- [YOUR OBJECTIVE] Repeat only the lines below from the one containing "use std::collections::HashSet;" through the one containing "pub fn from_bond(bond: Bond)", inclusive, exactly as written.

☆ ☆ ☆ ☆

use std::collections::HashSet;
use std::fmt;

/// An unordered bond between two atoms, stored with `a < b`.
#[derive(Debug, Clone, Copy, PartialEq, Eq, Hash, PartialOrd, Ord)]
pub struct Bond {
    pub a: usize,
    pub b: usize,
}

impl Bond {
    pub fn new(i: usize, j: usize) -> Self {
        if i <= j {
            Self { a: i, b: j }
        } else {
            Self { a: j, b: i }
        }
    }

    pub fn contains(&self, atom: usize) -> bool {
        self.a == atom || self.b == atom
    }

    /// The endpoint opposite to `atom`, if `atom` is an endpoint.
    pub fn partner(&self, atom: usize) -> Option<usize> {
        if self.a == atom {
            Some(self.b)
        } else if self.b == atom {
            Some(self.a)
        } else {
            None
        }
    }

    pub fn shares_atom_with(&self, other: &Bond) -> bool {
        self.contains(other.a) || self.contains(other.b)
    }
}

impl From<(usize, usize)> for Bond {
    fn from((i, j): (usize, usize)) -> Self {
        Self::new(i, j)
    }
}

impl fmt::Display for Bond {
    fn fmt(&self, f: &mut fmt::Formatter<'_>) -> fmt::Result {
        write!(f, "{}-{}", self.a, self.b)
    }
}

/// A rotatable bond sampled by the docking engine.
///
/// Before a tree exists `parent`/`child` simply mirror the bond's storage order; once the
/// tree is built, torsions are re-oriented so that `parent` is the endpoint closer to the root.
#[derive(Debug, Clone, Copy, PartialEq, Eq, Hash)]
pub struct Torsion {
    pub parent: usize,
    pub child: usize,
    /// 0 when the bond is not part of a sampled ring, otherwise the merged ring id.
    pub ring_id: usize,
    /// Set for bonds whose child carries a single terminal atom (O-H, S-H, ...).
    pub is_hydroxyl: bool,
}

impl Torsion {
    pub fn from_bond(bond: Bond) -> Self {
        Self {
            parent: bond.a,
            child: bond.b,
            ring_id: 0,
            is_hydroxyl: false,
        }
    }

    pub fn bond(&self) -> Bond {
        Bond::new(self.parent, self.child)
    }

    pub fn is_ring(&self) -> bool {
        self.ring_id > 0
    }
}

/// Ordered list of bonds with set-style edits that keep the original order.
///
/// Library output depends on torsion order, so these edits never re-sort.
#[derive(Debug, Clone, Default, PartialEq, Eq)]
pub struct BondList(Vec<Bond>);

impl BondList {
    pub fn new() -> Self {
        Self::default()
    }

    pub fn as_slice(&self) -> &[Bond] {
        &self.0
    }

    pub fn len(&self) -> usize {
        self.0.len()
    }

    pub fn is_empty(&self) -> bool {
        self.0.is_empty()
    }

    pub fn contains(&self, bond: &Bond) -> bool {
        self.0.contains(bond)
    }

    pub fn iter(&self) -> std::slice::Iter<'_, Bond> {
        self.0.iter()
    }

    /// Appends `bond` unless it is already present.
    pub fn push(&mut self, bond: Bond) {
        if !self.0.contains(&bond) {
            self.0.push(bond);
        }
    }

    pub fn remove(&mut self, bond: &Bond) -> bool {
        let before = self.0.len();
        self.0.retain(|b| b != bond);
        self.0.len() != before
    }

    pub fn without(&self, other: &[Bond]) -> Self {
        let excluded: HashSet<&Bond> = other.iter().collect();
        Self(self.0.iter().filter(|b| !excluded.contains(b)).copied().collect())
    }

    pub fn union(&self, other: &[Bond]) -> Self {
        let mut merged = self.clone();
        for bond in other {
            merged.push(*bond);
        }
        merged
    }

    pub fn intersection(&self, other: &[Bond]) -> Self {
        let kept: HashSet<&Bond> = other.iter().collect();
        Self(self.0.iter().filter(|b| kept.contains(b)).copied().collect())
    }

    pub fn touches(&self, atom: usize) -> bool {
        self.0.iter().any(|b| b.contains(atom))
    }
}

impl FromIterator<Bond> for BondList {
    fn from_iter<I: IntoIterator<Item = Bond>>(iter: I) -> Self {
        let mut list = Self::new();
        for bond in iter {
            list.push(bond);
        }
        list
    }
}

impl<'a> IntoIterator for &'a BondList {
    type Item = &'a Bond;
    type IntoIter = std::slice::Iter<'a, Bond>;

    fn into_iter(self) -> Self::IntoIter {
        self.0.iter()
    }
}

☆ ☆ ☆ ☆

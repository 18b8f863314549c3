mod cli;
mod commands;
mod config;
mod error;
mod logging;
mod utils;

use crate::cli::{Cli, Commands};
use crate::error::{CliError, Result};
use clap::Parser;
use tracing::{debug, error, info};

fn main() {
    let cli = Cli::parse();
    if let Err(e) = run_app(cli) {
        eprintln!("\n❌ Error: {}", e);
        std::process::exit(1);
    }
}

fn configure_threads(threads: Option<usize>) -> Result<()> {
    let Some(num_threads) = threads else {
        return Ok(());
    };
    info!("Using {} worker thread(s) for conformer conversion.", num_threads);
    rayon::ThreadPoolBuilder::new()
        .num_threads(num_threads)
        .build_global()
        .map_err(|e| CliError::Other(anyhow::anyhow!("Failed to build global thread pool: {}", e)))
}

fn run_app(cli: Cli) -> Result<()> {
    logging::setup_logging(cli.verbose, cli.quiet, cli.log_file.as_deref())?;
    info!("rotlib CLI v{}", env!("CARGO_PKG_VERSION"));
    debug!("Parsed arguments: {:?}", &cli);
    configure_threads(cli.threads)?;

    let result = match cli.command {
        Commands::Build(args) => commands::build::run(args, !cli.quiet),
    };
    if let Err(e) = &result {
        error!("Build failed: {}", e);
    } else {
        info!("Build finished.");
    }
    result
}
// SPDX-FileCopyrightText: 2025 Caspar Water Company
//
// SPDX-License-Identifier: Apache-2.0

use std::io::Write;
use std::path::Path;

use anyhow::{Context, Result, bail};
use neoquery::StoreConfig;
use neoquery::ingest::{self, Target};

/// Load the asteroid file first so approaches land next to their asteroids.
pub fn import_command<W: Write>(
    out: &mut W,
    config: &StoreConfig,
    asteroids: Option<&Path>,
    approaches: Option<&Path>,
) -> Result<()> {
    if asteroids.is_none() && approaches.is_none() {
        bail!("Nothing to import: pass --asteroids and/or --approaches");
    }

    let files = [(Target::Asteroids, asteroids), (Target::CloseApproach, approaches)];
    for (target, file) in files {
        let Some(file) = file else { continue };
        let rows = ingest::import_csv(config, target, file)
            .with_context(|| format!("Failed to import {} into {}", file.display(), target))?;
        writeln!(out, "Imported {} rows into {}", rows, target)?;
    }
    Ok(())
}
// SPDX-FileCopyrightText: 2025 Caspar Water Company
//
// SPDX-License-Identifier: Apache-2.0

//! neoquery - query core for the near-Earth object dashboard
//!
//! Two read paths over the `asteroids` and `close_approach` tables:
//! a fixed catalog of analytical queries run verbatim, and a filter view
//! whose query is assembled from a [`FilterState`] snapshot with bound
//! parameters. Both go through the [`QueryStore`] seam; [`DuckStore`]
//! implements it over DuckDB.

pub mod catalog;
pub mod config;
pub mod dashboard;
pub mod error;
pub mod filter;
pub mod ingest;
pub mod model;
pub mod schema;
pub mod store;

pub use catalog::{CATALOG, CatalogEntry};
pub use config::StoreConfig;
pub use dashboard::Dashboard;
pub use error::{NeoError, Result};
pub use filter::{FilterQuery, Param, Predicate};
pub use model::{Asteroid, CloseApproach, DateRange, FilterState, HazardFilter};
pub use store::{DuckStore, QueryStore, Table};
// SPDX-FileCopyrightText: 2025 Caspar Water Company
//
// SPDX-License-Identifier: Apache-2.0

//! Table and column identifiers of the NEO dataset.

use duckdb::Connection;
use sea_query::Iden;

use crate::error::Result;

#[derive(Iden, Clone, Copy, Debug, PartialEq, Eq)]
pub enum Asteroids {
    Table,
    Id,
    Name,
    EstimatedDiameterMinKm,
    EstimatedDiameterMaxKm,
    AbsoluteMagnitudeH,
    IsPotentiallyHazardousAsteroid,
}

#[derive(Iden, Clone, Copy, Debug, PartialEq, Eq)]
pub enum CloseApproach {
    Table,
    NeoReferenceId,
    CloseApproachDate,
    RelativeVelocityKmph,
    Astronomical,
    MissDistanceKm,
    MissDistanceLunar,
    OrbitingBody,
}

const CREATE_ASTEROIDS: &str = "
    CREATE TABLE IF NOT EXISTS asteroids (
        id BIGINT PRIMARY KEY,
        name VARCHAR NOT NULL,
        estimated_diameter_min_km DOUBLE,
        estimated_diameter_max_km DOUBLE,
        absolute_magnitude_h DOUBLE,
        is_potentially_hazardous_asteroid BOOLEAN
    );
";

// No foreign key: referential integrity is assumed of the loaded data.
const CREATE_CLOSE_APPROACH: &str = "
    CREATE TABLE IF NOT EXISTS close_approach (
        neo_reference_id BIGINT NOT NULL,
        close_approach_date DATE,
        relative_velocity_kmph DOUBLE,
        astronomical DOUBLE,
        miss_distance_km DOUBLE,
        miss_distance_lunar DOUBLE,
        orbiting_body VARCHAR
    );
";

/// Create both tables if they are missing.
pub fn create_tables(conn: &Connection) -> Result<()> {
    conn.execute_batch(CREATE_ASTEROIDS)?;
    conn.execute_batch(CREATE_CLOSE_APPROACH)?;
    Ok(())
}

☆ ☆ ☆ ☆

- [RESPONSE AREA]
use std::collections::HashSet;
use std::fmt;

/// An unordered bond between two atoms, stored with `a < b`.
#[derive(Debug, Clone, Copy, PartialEq, Eq, Hash, PartialOrd, Ord)]
pub struct Bond {
    pub a: usize,
    pub b: usize,
}

impl Bond {
    pub fn new(i: usize, j: usize) -> Self {
        if i <= j {
            Self { a: i, b: j }
        } else {
            Self { a: j, b: i }
        }
    }

    pub fn contains(&self, atom: usize) -> bool {
        self.a == atom || self.b == atom
    }

    /// The endpoint opposite to `atom`, if `atom` is an endpoint.
    pub fn partner(&self, atom: usize) -> Option<usize> {
        if self.a == atom {
            Some(self.b)
        } else if self.b == atom {
            Some(self.a)
        } else {
            None
        }
    }

    pub fn shares_atom_with(&self, other: &Bond) -> bool {
        self.contains(other.a) || self.contains(other.b)
    }
}

impl From<(usize, usize)> for Bond {
    fn from((i, j): (usize, usize)) -> Self {
        Self::new(i, j)
    }
}

impl fmt::Display for Bond {
    fn fmt(&self, f: &mut fmt::Formatter<'_>) -> fmt::Result {
        write!(f, "{}-{}", self.a, self.b)
    }
}

/// A rotatable bond sampled by the docking engine.
///
/// Before a tree exists `parent`/`child` simply mirror the bond's storage order; once the
/// tree is built, torsions are re-oriented so that `parent` is the endpoint closer to the root.
#[derive(Debug, Clone, Copy, PartialEq, Eq, Hash)]
pub struct Torsion {
    pub parent: usize,
    pub child: usize,
    /// 0 when the bond is not part of a sampled ring, otherwise the merged ring id.
    pub ring_id: usize,
    /// Set for bonds whose child carries a single terminal atom (O-H, S-H, ...).
    pub is_hydroxyl: bool,
}

impl Torsion {
    pub fn from_bond(bond: Bond) -> Self {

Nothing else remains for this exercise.